[Data supplied — start]

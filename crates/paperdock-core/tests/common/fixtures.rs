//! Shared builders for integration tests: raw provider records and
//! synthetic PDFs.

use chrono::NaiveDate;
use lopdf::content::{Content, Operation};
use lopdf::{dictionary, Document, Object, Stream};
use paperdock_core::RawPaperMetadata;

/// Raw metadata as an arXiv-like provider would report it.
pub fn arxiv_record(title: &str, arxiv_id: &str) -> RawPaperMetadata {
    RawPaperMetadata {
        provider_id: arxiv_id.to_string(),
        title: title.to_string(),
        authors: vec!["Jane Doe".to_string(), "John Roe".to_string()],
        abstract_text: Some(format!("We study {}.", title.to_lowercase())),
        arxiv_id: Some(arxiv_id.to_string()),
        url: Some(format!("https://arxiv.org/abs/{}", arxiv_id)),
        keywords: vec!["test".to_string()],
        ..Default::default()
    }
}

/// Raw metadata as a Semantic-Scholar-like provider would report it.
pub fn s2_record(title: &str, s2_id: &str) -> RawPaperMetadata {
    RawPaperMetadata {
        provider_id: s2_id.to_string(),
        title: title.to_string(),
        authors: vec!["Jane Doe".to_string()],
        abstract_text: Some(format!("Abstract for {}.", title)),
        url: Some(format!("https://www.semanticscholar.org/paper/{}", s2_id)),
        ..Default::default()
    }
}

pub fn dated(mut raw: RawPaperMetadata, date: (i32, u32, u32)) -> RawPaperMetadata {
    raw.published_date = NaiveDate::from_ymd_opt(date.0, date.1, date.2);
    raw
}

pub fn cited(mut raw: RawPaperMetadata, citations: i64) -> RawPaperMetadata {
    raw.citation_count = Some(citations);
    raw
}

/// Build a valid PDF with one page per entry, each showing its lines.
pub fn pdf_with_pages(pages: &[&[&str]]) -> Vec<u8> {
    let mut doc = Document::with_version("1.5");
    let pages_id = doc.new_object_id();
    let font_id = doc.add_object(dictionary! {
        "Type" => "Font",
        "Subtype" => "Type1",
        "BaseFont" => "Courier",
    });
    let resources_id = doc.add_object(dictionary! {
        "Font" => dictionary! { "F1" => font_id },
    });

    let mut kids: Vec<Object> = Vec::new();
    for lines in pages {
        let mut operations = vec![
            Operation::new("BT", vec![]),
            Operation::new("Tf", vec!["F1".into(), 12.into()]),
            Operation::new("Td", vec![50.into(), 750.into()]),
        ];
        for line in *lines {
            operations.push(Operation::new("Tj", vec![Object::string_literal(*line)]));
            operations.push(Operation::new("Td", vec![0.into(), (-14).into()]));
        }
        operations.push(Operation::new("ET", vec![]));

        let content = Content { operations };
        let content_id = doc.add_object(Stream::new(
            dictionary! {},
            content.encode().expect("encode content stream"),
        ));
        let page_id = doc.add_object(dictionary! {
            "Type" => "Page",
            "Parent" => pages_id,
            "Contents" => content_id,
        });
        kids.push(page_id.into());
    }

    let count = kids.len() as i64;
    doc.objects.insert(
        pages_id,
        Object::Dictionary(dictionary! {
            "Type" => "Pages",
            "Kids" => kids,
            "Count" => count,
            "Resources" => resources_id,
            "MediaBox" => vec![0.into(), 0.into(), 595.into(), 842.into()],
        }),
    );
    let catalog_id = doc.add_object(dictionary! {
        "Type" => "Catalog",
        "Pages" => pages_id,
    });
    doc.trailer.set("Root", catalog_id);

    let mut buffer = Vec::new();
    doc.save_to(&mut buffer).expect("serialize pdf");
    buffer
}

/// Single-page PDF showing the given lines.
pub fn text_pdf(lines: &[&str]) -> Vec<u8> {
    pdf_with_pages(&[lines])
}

[Data supplied — finish]

> _Task prompt_: Could you print the lines above, exactly as written, from the line containing "pub fn text_pdf(lines: &[&str])" through the final one?

> _Expected answer_:
pub fn text_pdf(lines: &[&str]) -> Vec<u8> {
    pdf_with_pages(&[lines])
}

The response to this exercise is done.